* _TASK GOAL_
What do the lines say, reproduced word for word, from the first of the entries below through the line bearing "pub const FULLY_CANONICAL_SIG: u32"?
DATA TO PROCESS START
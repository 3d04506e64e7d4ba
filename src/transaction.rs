//! Typed transactions that lower to a field tree

use serde_json::Value;

use crate::definitions;
use crate::error::{Result, XrpError};
use crate::keypair::KeyPair;
use crate::signing::{self, SignedTransaction};
use crate::st::{FieldId, StObject, StValue};
use crate::types::{AccountId, Amount, Hash128, Hash256, IssuedAmount, XrpAmount};

/// Common transaction flag values
pub mod flags {
    pub const FULLY_CANONICAL_SIG: u32 = 0x8000_0000;
    pub const PAYMENT_NO_DIRECT_RIPPLE: u32 = 0x0001_0000;
    pub const PAYMENT_PARTIAL: u32 = 0x0002_0000;
    pub const PAYMENT_LIMIT_QUALITY: u32 = 0x0004_0000;
    pub const OFFER_PASSIVE: u32 = 0x0001_0000;
    pub const OFFER_IMMEDIATE_OR_CANCEL: u32 = 0x0002_0000;
    pub const OFFER_FILL_OR_KILL: u32 = 0x0004_0000;
    pub const OFFER_SELL: u32 = 0x0008_0000;
    pub const TRUST_SET_AUTH: u32 = 0x0001_0000;
    pub const TRUST_SET_NO_RIPPLE: u32 = 0x0002_0000;
    pub const TRUST_CLEAR_NO_RIPPLE: u32 = 0x0004_0000;
    pub const TRUST_SET_FREEZE: u32 = 0x0010_0000;
    pub const TRUST_CLEAR_FREEZE: u32 = 0x0020_0000;
}

#[derive(Debug, Clone, PartialEq, Eq, Default)]
pub struct Memo {
    pub memo_type: Option<Vec<u8>>,
    pub memo_data: Option<Vec<u8>>,
    pub memo_format: Option<Vec<u8>>,
}

impl Memo {
    pub fn text(memo_type: &str, memo_data: &str) -> Self {
        Self {
            memo_type: Some(memo_type.as_bytes().to_vec()),
            memo_data: Some(memo_data.as_bytes().to_vec()),
            memo_format: None,
        }
    }

    fn to_object(&self) -> Result<StObject> {
        let mut object = StObject::new();
        if let Some(v) = &self.memo_type {
            object.set("MemoType", v.clone())?;
        }
        if let Some(v) = &self.memo_data {
            object.set("MemoData", v.clone())?;
        }
        if let Some(v) = &self.memo_format {
            object.set("MemoFormat", v.clone())?;
        }
        Ok(object)
    }

    fn from_object(object: &StObject) -> Result<Self> {
        let blob = |name| Ok::<_, XrpError>(object.get_as(name, StValue::as_blob)?.map(<[u8]>::to_vec));
        Ok(Self {
            memo_type: blob("MemoType")?,
            memo_data: blob("MemoData")?,
            memo_format: blob("MemoFormat")?,
        })
    }
}

/// Type-specific part of a transaction
#[derive(Debug, Clone, PartialEq, Eq)]
pub enum TransactionKind {
    Payment {
        destination: AccountId,
        amount: Amount,
        destination_tag: Option<u32>,
        invoice_id: Option<Hash256>,
        send_max: Option<Amount>,
        deliver_min: Option<Amount>,
    },
    AccountSet {
        set_flag: Option<u32>,
        clear_flag: Option<u32>,
        domain: Option<Vec<u8>>,
        email_hash: Option<Hash128>,
        transfer_rate: Option<u32>,
        tick_size: Option<u8>,
    },
    SetRegularKey {
        /// `None` removes the regular key
        regular_key: Option<AccountId>,
    },
    TrustSet {
        limit_amount: IssuedAmount,
        quality_in: Option<u32>,
        quality_out: Option<u32>,
    },
    OfferCreate {
        taker_pays: Amount,
        taker_gets: Amount,
        expiration: Option<u32>,
        offer_sequence: Option<u32>,
    },
    OfferCancel {
        offer_sequence: u32,
    },
}

impl TransactionKind {
    pub fn name(&self) -> &'static str {
        match self {
            TransactionKind::Payment { .. } => "Payment",
            TransactionKind::AccountSet { .. } => "AccountSet",
            TransactionKind::SetRegularKey { .. } => "SetRegularKey",
            TransactionKind::TrustSet { .. } => "TrustSet",
            TransactionKind::OfferCreate { .. } => "OfferCreate",
            TransactionKind::OfferCancel { .. } => "OfferCancel",
        }
    }
}

/// A transaction ready to be lowered into a field tree and signed
#[derive(Debug, Clone, PartialEq, Eq)]
pub struct Transaction {
    pub account: AccountId,
    pub fee: XrpAmount,
    pub sequence: u32,
    pub flags: u32,
    pub last_ledger_sequence: Option<u32>,
    pub source_tag: Option<u32>,
    pub network_id: Option<u32>,
    pub ticket_sequence: Option<u32>,
    pub memos: Vec<Memo>,
    pub kind: TransactionKind,
}

impl Transaction {
    pub fn new(account: AccountId, fee: XrpAmount, sequence: u32, kind: TransactionKind) -> Self {
        Self {
            account,
            fee,
            sequence,
            flags: 0,
            last_ledger_sequence: None,
            source_tag: None,
            network_id: None,
            ticket_sequence: None,
            memos: Vec::new(),
            kind,
        }
    }

    pub fn payment(
        account: AccountId,
        destination: AccountId,
        amount: Amount,
        fee: XrpAmount,
        sequence: u32,
    ) -> Self {
        Self::new(
            account,
            fee,
            sequence,
            TransactionKind::Payment {
                destination,
                amount,
                destination_tag: None,
                invoice_id: None,
                send_max: None,
                deliver_min: None,
            },
        )
    }

    pub fn with_flags(mut self, flags: u32) -> Self {
        self.flags = flags;
        self
    }

    pub fn with_last_ledger_sequence(mut self, sequence: u32) -> Self {
        self.last_ledger_sequence = Some(sequence);
        self
    }

    pub fn with_memo(mut self, memo: Memo) -> Self {
        self.memos.push(memo);
        self
    }

    pub fn transaction_type(&self) -> &'static str {
        self.kind.name()
    }

    /// Lower to the field tree that gets serialized and signed
    pub fn to_st_object(&self) -> Result<StObject> {
        let type_code = definitions::transaction_type_code(self.transaction_type())
            .ok_or_else(|| XrpError::UnknownTransactionType(self.transaction_type().to_string()))?;

        let mut object = StObject::new();
        object.set("TransactionType", type_code)?;
        object.set("Account", self.account)?;
        object.set("Fee", self.fee)?;
        object.set("Sequence", self.sequence)?;
        object.set("Flags", self.flags)?;
        set_opt(&mut object, "LastLedgerSequence", self.last_ledger_sequence)?;
        set_opt(&mut object, "SourceTag", self.source_tag)?;
        set_opt(&mut object, "NetworkID", self.network_id)?;
        set_opt(&mut object, "TicketSequence", self.ticket_sequence)?;
        if !self.memos.is_empty() {
            let memo_id = FieldId::from_name("Memo")?;
            let memos = self
                .memos
                .iter()
                .map(|memo| Ok((memo_id, memo.to_object()?)))
                .collect::<Result<Vec<_>>>()?;
            object.set("Memos", StValue::Array(memos))?;
        }

        match &self.kind {
            TransactionKind::Payment {
                destination,
                amount,
                destination_tag,
                invoice_id,
                send_max,
                deliver_min,
            } => {
                object.set("Destination", *destination)?;
                object.set("Amount", *amount)?;
                set_opt(&mut object, "DestinationTag", *destination_tag)?;
                set_opt(&mut object, "InvoiceID", *invoice_id)?;
                set_opt(&mut object, "SendMax", *send_max)?;
                set_opt(&mut object, "DeliverMin", *deliver_min)?;
            }
            TransactionKind::AccountSet {
                set_flag,
                clear_flag,
                domain,
                email_hash,
                transfer_rate,
                tick_size,
            } => {
                set_opt(&mut object, "SetFlag", *set_flag)?;
                set_opt(&mut object, "ClearFlag", *clear_flag)?;
                set_opt(&mut object, "Domain", domain.clone())?;
                set_opt(&mut object, "EmailHash", *email_hash)?;
                set_opt(&mut object, "TransferRate", *transfer_rate)?;
                set_opt(&mut object, "TickSize", *tick_size)?;
            }
            TransactionKind::SetRegularKey { regular_key } => {
                set_opt(&mut object, "RegularKey", *regular_key)?;
            }
            TransactionKind::TrustSet {
                limit_amount,
                quality_in,
                quality_out,
            } => {
                object.set("LimitAmount", *limit_amount)?;
                set_opt(&mut object, "QualityIn", *quality_in)?;
                set_opt(&mut object, "QualityOut", *quality_out)?;
            }
            TransactionKind::OfferCreate {
                taker_pays,
                taker_gets,
                expiration,
                offer_sequence,
            } => {
                object.set("TakerPays", *taker_pays)?;
                object.set("TakerGets", *taker_gets)?;
                set_opt(&mut object, "Expiration", *expiration)?;
                set_opt(&mut object, "OfferSequence", *offer_sequence)?;
            }
            TransactionKind::OfferCancel { offer_sequence } => {
                object.set("OfferSequence", *offer_sequence)?;
            }
        }
        Ok(object)
    }

    /// Rebuild a typed transaction from a decoded field tree
    pub fn from_st_object(object: &StObject) -> Result<Self> {
        let type_code = object.require("TransactionType", StValue::as_u16)?;
        let type_name = definitions::transaction_type_name(type_code)
            .ok_or_else(|| XrpError::UnknownTransactionType(type_code.to_string()))?;

        let kind = match type_name {
            "Payment" => TransactionKind::Payment {
                destination: object.require("Destination", StValue::as_account_id)?,
                amount: object.require("Amount", StValue::as_amount)?,
                destination_tag: object.get_as("DestinationTag", StValue::as_u32)?,
                invoice_id: object.get_as("InvoiceID", StValue::as_hash256)?,
                send_max: object.get_as("SendMax", StValue::as_amount)?,
                deliver_min: object.get_as("DeliverMin", StValue::as_amount)?,
            },
            "AccountSet" => TransactionKind::AccountSet {
                set_flag: object.get_as("SetFlag", StValue::as_u32)?,
                clear_flag: object.get_as("ClearFlag", StValue::as_u32)?,
                domain: object
                    .get_as("Domain", StValue::as_blob)?
                    .map(<[u8]>::to_vec),
                email_hash: object.get_as("EmailHash", StValue::as_hash128)?,
                transfer_rate: object.get_as("TransferRate", StValue::as_u32)?,
                tick_size: object.get_as("TickSize", StValue::as_u8)?,
            },
            "SetRegularKey" => TransactionKind::SetRegularKey {
                regular_key: object.get_as("RegularKey", StValue::as_account_id)?,
            },
            "TrustSet" => TransactionKind::TrustSet {
                limit_amount: match object.require("LimitAmount", StValue::as_amount)? {
                    Amount::Issued(issued) => issued,
                    Amount::Xrp(_) => {
                        return Err(XrpError::InvalidAmount(
                            "LimitAmount must be an issued amount".to_string(),
                        ))
                    }
                },
                quality_in: object.get_as("QualityIn", StValue::as_u32)?,
                quality_out: object.get_as("QualityOut", StValue::as_u32)?,
            },
            "OfferCreate" => TransactionKind::OfferCreate {
                taker_pays: object.require("TakerPays", StValue::as_amount)?,
                taker_gets: object.require("TakerGets", StValue::as_amount)?,
                expiration: object.get_as("Expiration", StValue::as_u32)?,
                offer_sequence: object.get_as("OfferSequence", StValue::as_u32)?,
            },
            "OfferCancel" => TransactionKind::OfferCancel {
                offer_sequence: object.require("OfferSequence", StValue::as_u32)?,
            },
            other => return Err(XrpError::UnknownTransactionType(other.to_string())),
        };

        let fee = match object.require("Fee", StValue::as_amount)? {
            Amount::Xrp(fee) => fee,
            Amount::Issued(_) => {
                return Err(XrpError::InvalidAmount("Fee must be in drops".to_string()))
            }
        };
        let memos = match object.get("Memos") {
            Some(StValue::Array(items)) => items
                .iter()
                .map(|(_, memo)| Memo::from_object(memo))
                .collect::<Result<Vec<_>>>()?,
            _ => Vec::new(),
        };

        Ok(Self {
            account: object.require("Account", StValue::as_account_id)?,
            fee,
            sequence: object.require("Sequence", StValue::as_u32)?,
            flags: object.get_as("Flags", StValue::as_u32)?.unwrap_or(0),
            last_ledger_sequence: object.get_as("LastLedgerSequence", StValue::as_u32)?,
            source_tag: object.get_as("SourceTag", StValue::as_u32)?,
            network_id: object.get_as("NetworkID", StValue::as_u32)?,
            ticket_sequence: object.get_as("TicketSequence", StValue::as_u32)?,
            memos,
            kind,
        })
    }

    pub fn to_json(&self) -> Result<Value> {
        self.to_st_object()?.to_json()
    }

    pub fn sign(&self, keypair: &KeyPair) -> Result<SignedTransaction> {
        signing::sign(&self.to_st_object()?, keypair)
    }
}

fn set_opt<T: Into<StValue>>(object: &mut StObject, name: &str, value: Option<T>) -> Result<()> {
    match value {
        Some(value) => object.set(name, value),
        None => Ok(()),
    }
}

#[cfg(test)]
mod tests {
    use super::*;
    use crate::types::Currency;

    fn account(address: &str) -> AccountId {
        address.parse().unwrap()
    }

    #[test]
    fn payment_lowers_to_expected_fields() {
        let tx = Transaction::payment(
            account("rG31cLyErnqeVj2eomEjBZtq7PYaupGYzL"),
            account("rHb9CJAWyB4rj91VRWn96DkukG4bwdtyTh"),
            Amount::drops(1_000_000).unwrap(),
            XrpAmount::from_drops(12).unwrap(),
            1,
        )
        .with_last_ledger_sequence(5_990_400);
        let json = tx.to_json().unwrap();
        assert_eq!(json["TransactionType"], "Payment");
        assert_eq!(json["Amount"], "1000000");
        assert_eq!(json["Fee"], "12");
        assert_eq!(json["LastLedgerSequence"], 5_990_400);
        assert!(json.get("SigningPubKey").is_none());
    }

    #[test]
    fn typed_round_trip_through_bytes() {
        let issuer = account("rHb9CJAWyB4rj91VRWn96DkukG4bwdtyTh");
        let limit = IssuedAmount::new(
            "1000".parse::<Currency>().unwrap(),
            "USD".parse().unwrap(),
            issuer,
        )
        .unwrap();
        let tx = Transaction::new(
            account("rJgzgUKLw6dUoDFXgbHNb2euXdMcNn6ioh"),
            XrpAmount::from_drops(10).unwrap(),
            7,
            TransactionKind::TrustSet {
                limit_amount: limit,
                quality_in: None,
                quality_out: Some(1_000_000_000),
            },
        )
        .with_flags(flags::TRUST_SET_NO_RIPPLE)
        .with_memo(Memo::text("text/plain", "hello"));

        let bytes = tx.to_st_object().unwrap().encode().unwrap();
        let decoded = Transaction::from_st_object(&StObject::decode(&bytes).unwrap()).unwrap();
        assert_eq!(decoded, tx);
    }

    #[test]
    fn unsupported_type_is_rejected() {
        let object = StObject::new().with("TransactionType", 21u16).unwrap();
        assert_eq!(
            Transaction::from_st_object(&object),
            Err(XrpError::UnknownTransactionType("AccountDelete".to_string()))
        );
    }
}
DATA TO PROCESS END
* _RESPONSE BELOW_
repository 3d04506e64e7d4ba
filename src/transaction.rs
//! Typed transactions that lower to a field tree

use serde_json::Value;

use crate::definitions;
use crate::error::{Result, XrpError};
use crate::keypair::KeyPair;
use crate::signing::{self, SignedTransaction};
use crate::st::{FieldId, StObject, StValue};
use crate::types::{AccountId, Amount, Hash128, Hash256, IssuedAmount, XrpAmount};

/// Common transaction flag values
pub mod flags {
    pub const FULLY_CANONICAL_SIG: u32 = 0x8000_0000;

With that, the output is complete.